The second of the Millennium Development Goals is to ‘ensure that children everywhere will be able to complete a full course of primary schooling’. However, nothing about the efficiency or quality of the education is mentioned in this goal. Especially in remote areas, it is possible for a student to complete her schooling without having read a single book.  Although there are a number of NGOs that give book aid to developing countries, these efforts remain insufficient for rural schools.

Books are one of the cheapest and most effective ways of stimulation for children. They can make an invaluable contribution to a child’s intellectual development, which can result in improved school performances and better opportunities for the future, thus contributing to the country’s economic advancement.
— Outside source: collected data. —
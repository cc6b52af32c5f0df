// (c) Copyright 2025 Helsing GmbH. All rights reserved.
//! Errors reported by the assembler and the publisher.
//!
//! Every variant describes a protocol violation by the caller (or a listener), never a data
//! problem. None of them are retried internally.

use crate::{ChangeKind, SubjectId};
use std::{fmt, thread::ThreadId};

/// The error type produced by listener callbacks.
pub type ListenerError = Box<dyn std::error::Error + 'static>;

/// Error returned by [`EventPublisher`](crate::EventPublisher) registry operations.
#[derive(Debug, Clone, PartialEq, Eq)]
pub enum PublisherError {
    /// The registered (subject, listener) pairs contain a dependency cycle. Holds every pair
    /// that could not be ordered, using the listener's effective subject.
    Cycle { remaining: Vec<(SubjectId, SubjectId)> },
    /// A listener was removed that was never added (only reported in strict mode).
    UnknownListener {
        subject: SubjectId,
        listener: SubjectId,
    },
}

impl fmt::Display for PublisherError {
    fn fmt(&self, f: &mut fmt::Formatter<'_>) -> fmt::Result {
        match self {
            PublisherError::Cycle { remaining } => {
                f.write_str("listener cycle detected among")?;
                for (subject, listener) in remaining {
                    write!(f, " {subject}->{listener}")?;
                }
                Ok(())
            }
            PublisherError::UnknownListener { subject, listener } => {
                write!(f, "listener {listener} is not registered on {subject}")
            }
        }
    }
}

impl std::error::Error for PublisherError {}

/// Error returned by [`EventAssembler`](crate::EventAssembler) and event replay.
#[derive(Debug)]
pub enum EventError {
    /// An operation that requires an open event was called outside of one, or a commit/discard
    /// had no matching begin.
    NotInEvent { operation: &'static str },
    /// An event was begun while another one is open and nesting was not allowed by the
    /// enclosing call.
    ConcurrentModification { owner: ThreadId },
    /// A reorder was requested while other edits are pending.
    ReorderWithPendingEdits,
    /// The reorder map is not a permutation of `0..len`.
    InvalidReorderMap { len: usize },
    /// An element already changed in this operation was changed again while contradicting
    /// edits are not allowed.
    ContradictingEdit { kind: ChangeKind, index: usize },
    /// An event was replayed whose new values are not tracked.
    UntrackedValue { index: usize },
    /// An event was replayed onto a list it does not describe.
    IndexOutOfBounds { index: usize, len: usize },
    Publisher(PublisherError),
    /// The first error raised by a listener during a notification wave.
    Listener(ListenerError),
}

impl fmt::Display for EventError {
    fn fmt(&self, f: &mut fmt::Formatter<'_>) -> fmt::Result {
        match self {
            EventError::NotInEvent { operation } => {
                write!(f, "{operation} called while no event is in progress")
            }
            EventError::ConcurrentModification { owner } => write!(
                f,
                "cannot begin a new event while another event is in progress by thread {owner:?}"
            ),
            EventError::ReorderWithPendingEdits => {
                f.write_str("cannot combine a reorder with other pending changes")
            }
            EventError::InvalidReorderMap { len } => {
                write!(f, "reorder map is not a permutation of 0..{len}")
            }
            EventError::ContradictingEdit { kind, index } => write!(
                f,
                "{kind} at {index} contradicts an earlier change in the same event"
            ),
            EventError::UntrackedValue { index } => {
                write!(f, "value at {index} is not tracked by this event")
            }
            EventError::IndexOutOfBounds { index, len } => {
                write!(f, "index {index} is out of bounds for length {len}")
            }
            EventError::Publisher(e) => e.fmt(f),
            EventError::Listener(e) => write!(f, "listener failed: {e}"),
        }
    }
}

impl std::error::Error for EventError {
    fn source(&self) -> Option<&(dyn std::error::Error + 'static)> {
        match self {
            EventError::Publisher(e) => Some(e),
            EventError::Listener(e) => Some(e.as_ref()),
            _ => None,
        }
    }
}

impl From<PublisherError> for EventError {
    fn from(value: PublisherError) -> Self {
        EventError::Publisher(value)
    }
}
/// Pending edits of one list.
struct EventState<E> {
    options: AssemblerOptions,
    log: ElementaryEditLog<E>,
    tree: DeltaTree<E>,
    /// The edits of the current operation live in the tree rather than the log.
    in_tree: bool,
    reorder: Option<Rc<[usize]>>,
    /// A reorder was recorded in this operation. Later edits may overwrite its edits.
    reordered: bool,
    /// One entry per open `begin_event`, holding whether it allows nested events.
    frames: SmallVec<[bool; 4]>,
    owner: Option<ThreadId>,
    /// The publisher is delivering this list's event.
    publishing: bool,
    /// A listener has been handed the event being delivered.
    delivered: bool,
    /// Edits made since the last listener was handed the event.
    late: DeltaTree<E>,
    blocks: Option<Rc<[Block<E>]>>,
}
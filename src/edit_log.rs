// (c) Copyright 2025 Helsing GmbH. All rights reserved.
//! The fast path for recording edits.
//!
//! Most atomic operations touch a single contiguous range, or a sequence of ranges in strictly
//! increasing index order (appends, front-to-back removals). Such edits can be appended to a
//! run-length log by index arithmetic alone, and the log then *is* the canonical block sequence.
//!
//! Removals that fall into a gap between logged blocks are accepted too, which covers removals
//! processed back-to-front: the removal is placed in front of the blocks after it, and those
//! blocks move down by the number of removed elements. Anything else is rejected so the caller can
//! move to the [`DeltaTree`](crate::DeltaTree).

use crate::{Block, ChangeKind};

/// Run-length encoded log of edits that never overlap an earlier edit.
#[derive(Clone, Debug)]
pub struct ElementaryEditLog<E> {
    blocks: Vec<Block<E>>,
}

impl<E> Default for ElementaryEditLog<E> {
    fn default() -> Self {
        Self { blocks: Vec::new() }
    }
}

impl<E> ElementaryEditLog<E> {
    pub fn new() -> Self {
        Self::default()
    }

    /// Index of the first element not covered by the last block, in the coordinates of the list
    /// after every logged edit.
    fn last_changed_index(&self) -> usize {
        self.blocks.last().map_or(0, Block::next_index)
    }

    /// Returns whether an edit starting at `start` can be logged after every earlier entry.
    #[must_use]
    pub fn can_append(&self, start: usize) -> bool {
        start >= self.last_changed_index()
    }

    /// Finds the block in front of which a removal of `start..end` can be logged.
    ///
    /// Every element in front of a block's start is untouched by that block and the ones after
    /// it, so the removal fits if it ends before the block and starts after the previous one.
    fn gap_for_delete(&self, start: usize, end: usize) -> Option<usize> {
        let at = self.blocks.iter().position(|block| end <= block.start)?;
        let floor = at
            .checked_sub(1)
            .map_or(0, |previous| self.blocks[previous].next_index());
        (start >= floor).then_some(at)
    }

    /// Returns whether [`ElementaryEditLog::add_change`] would accept the change.
    #[must_use]
    pub fn accepts(&self, kind: ChangeKind, start: usize, end: usize) -> bool {
        self.can_append(start)
            || (kind == ChangeKind::Delete && self.gap_for_delete(start, end).is_some())
    }

    /// Clears the log, keeping its allocation.
    pub fn reset(&mut self) {
        self.blocks.clear();
    }

    #[must_use]
    pub fn is_empty(&self) -> bool {
        self.blocks.is_empty()
    }

    /// The logged edits as a canonical block sequence.
    pub fn blocks(&self) -> &[Block<E>] {
        &self.blocks
    }
}

impl<E: PartialEq> ElementaryEditLog<E> {
    /// Logs a change to `start..end` and returns whether it was accepted.
    ///
    /// The log is left untouched when the change is rejected.
    pub fn add_change(
        &mut self,
        kind: ChangeKind,
        start: usize,
        end: usize,
        old_value: Option<E>,
        new_value: Option<E>,
    ) -> bool {
        debug_assert!(start < end, "empty change {start}..{end}");
        if self.can_append(start) {
            let block = Block::new(kind, start, end - start, old_value, new_value);
            if let Some(last) = self.blocks.last_mut() {
                if last.absorb(&block) {
                    return true;
                }
            }
            self.blocks.push(block);
            return true;
        }
        if kind != ChangeKind::Delete {
            return false;
        }
        let Some(at) = self.gap_for_delete(start, end) else {
            return false;
        };
        let len = end - start;
        for block in &mut self.blocks[at..] {
            block.start -= len;
            block.end -= len;
        }
        self.blocks
            .insert(at, Block::new(kind, start, len, old_value, new_value));
        self.coalesce(at);
        if at > 0 {
            self.coalesce(at - 1);
        }
        true
    }

    /// Merges the block after `at` into it, if possible.
    fn coalesce(&mut self, at: usize) {
        if at + 1 >= self.blocks.len() {
            return;
        }
        let (head, tail) = self.blocks.split_at_mut(at + 1);
        if head[at].absorb(&tail[0]) {
            self.blocks.remove(at + 1);
        }
    }
}

#[cfg(test)]
mod tests {
    use super::*;
    use ChangeKind::*;

    fn render<E>(log: &ElementaryEditLog<E>) -> Vec<String> {
        log.blocks().iter().map(ToString::to_string).collect()
    }

    #[test]
    fn appends_merge_into_one_block() {
        let mut log = ElementaryEditLog::new();
        for i in 0..4 {
            assert!(log.add_change(Insert, i, i + 1, None, None::<u8>));
        }
        assert_eq!(render(&log), ["insert 0..=3"]);
    }

    #[test]
    fn removals_front_to_back_merge_at_the_same_index() {
        let mut log = ElementaryEditLog::new();
        assert!(log.add_change(Delete, 0, 1, Some('A'), None));
        assert!(log.add_change(Delete, 0, 1, Some('A'), None));
        assert!(log.add_change(Delete, 2, 3, Some('C'), None));
        assert!(log.add_change(Delete, 2, 3, Some('C'), None));
        assert_eq!(render(&log), ["delete 0..=1", "delete 2..=3"]);
    }

    #[test]
    fn removals_back_to_front_are_renumbered() {
        // [A, A, B, B, C, C]
        let mut log = ElementaryEditLog::new();
        assert!(log.add_change(Delete, 5, 6, Some('C'), None));
        assert!(log.add_change(Delete, 4, 5, Some('C'), None));
        assert!(log.accepts(Delete, 1, 2));
        assert!(log.add_change(Delete, 1, 2, Some('A'), None));
        assert!(log.add_change(Delete, 0, 1, Some('A'), None));
        assert_eq!(render(&log), ["delete 0..=1", "delete 2..=3"]);
    }

    #[test]
    fn removal_into_a_gap_merges_with_both_neighbours() {
        // [A, A, A, A], removing index 0, then index 2, then the one in between
        let mut log = ElementaryEditLog::new();
        assert!(log.add_change(Delete, 0, 1, Some('A'), None));
        assert!(log.add_change(Delete, 1, 2, Some('A'), None));
        assert_eq!(render(&log), ["delete 0", "delete 1"]);
        assert!(log.add_change(Delete, 0, 1, Some('A'), None));
        assert_eq!(render(&log), ["delete 0..=2"]);
    }

    #[test]
    fn removal_overlapping_a_block_is_rejected() {
        let mut log = ElementaryEditLog::new();
        assert!(log.add_change(Insert, 2, 4, None, Some(1)));
        assert!(!log.accepts(Delete, 1, 3));
        assert!(!log.add_change(Delete, 1, 3, Some(1), None));
        assert!(log.add_change(Delete, 0, 2, Some(0), None));
        assert_eq!(render(&log), ["delete 0..=1", "insert 0..=1"]);
    }

    #[test]
    fn distinct_values_do_not_merge() {
        let mut log = ElementaryEditLog::new();
        assert!(log.add_change(Insert, 1, 2, None, Some('B')));
        assert!(log.add_change(Insert, 2, 3, None, Some('C')));
        assert_eq!(render(&log), ["insert 1", "insert 2"]);
    }

    #[test]
    fn rejects_edits_behind_the_last_change() {
        let mut log = ElementaryEditLog::new();
        assert!(log.add_change(Insert, 3, 5, None, None::<u8>));
        assert!(!log.can_append(4));
        assert!(!log.add_change(Update, 0, 1, None, None));
        assert!(!log.add_change(Delete, 3, 4, None, None));
        assert!(!log.add_change(Insert, 1, 2, None, None));
        assert!(log.add_change(Delete, 5, 6, None, None));
        assert_eq!(render(&log), ["insert 3..=4", "delete 5"]);
    }

    #[test]
    fn reset_empties_the_log() {
        let mut log = ElementaryEditLog::new();
        assert!(log.add_change(Update, 0, 2, Some(1), Some(2)));
        assert!(!log.is_empty());
        log.reset();
        assert!(log.is_empty());
        assert!(log.can_append(0));
    }
}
Yet most rural children have severely limited access to books. But thanks technological advances in the form of e-reading devices, it doesn’t have to stay this way

E-readers could tackle the book hunger experienced in rural areas of developing countries.  Other means of technology, such as computers, can be challenging to use, due to issues such as lack of technological infrastructure, energy problems and literacy. However, e-readers fit to the needs of rural education almost as if they are specifically designed for it.

E-readers are cost and energy efficient. Most models’ batteries can last up to two months with a single charge. There are also versions which work with solar energy. An average computer would require not only constant energy, but also someone with moderate computer literacy to operate it. But e-readers don’t have such obstacles. Any child could start to use an e-reader within minutes, with no prior IT literacy. It is possible to fit literally thousands of books into an e-reader. With the combination of freely available children’s classics and perhaps copyright donations from individual authors and publishing houses, every child could own a large library.

Furthermore, every e-reader is a simple to use and efficient dictionary. It allows the reader to access the definition of any unknown word with a single touch. According to UNESCO, 476 million of the world’s illiterate people speak minority languages and live in countries where children are mostly not taught in their mother tongue. A significant proportion of school children around the world don’t take their education in their mother tongue. In multilingual countries like Uganda, it is not rare for children coming from two really close villages to speak different languages at home, and take their education in English. Many children who are not able to cope with this challenge drop out of school at early stages of their education. In a world in which it is difficult to ensure all children get educated in their mother tongue, an e-reader can significantly contribute to a pupil’s vocabulary and language skills. In the long run, this could pave the way for a decrease in dropout rates and improve the future employment opportunities of rural pupils.

‘If all the children had access to a library of 1,000 books, this would significantly accelerate the standards for our education. Academic competition would be higher, the poor reading culture would be minimized, and learning would be much more interesting for students. This way, retention and completion rate would be improved,’ adds Margaret Ekwang.

According to Dr Shakuntala Banaji, a scholar of pedagogy and communication at the London School of Economics, introducing e-readers to rural pupils’ lives is still a big technical and cultural challenge: ‘The books to be pre-uploaded to e-readers would need to be carefully chosen and customized according to local cultures. There would also be a pressing need for technology sponsors and content donors. However, if these challenges were overcome, children could greatly benefit.’

Although not easy, it is up to us to end the book hunger in the world, connect the disconnected, and enhance future opportunities for remote rural communities. If every child in the world can carry a library in his pocket, that would be a revolution.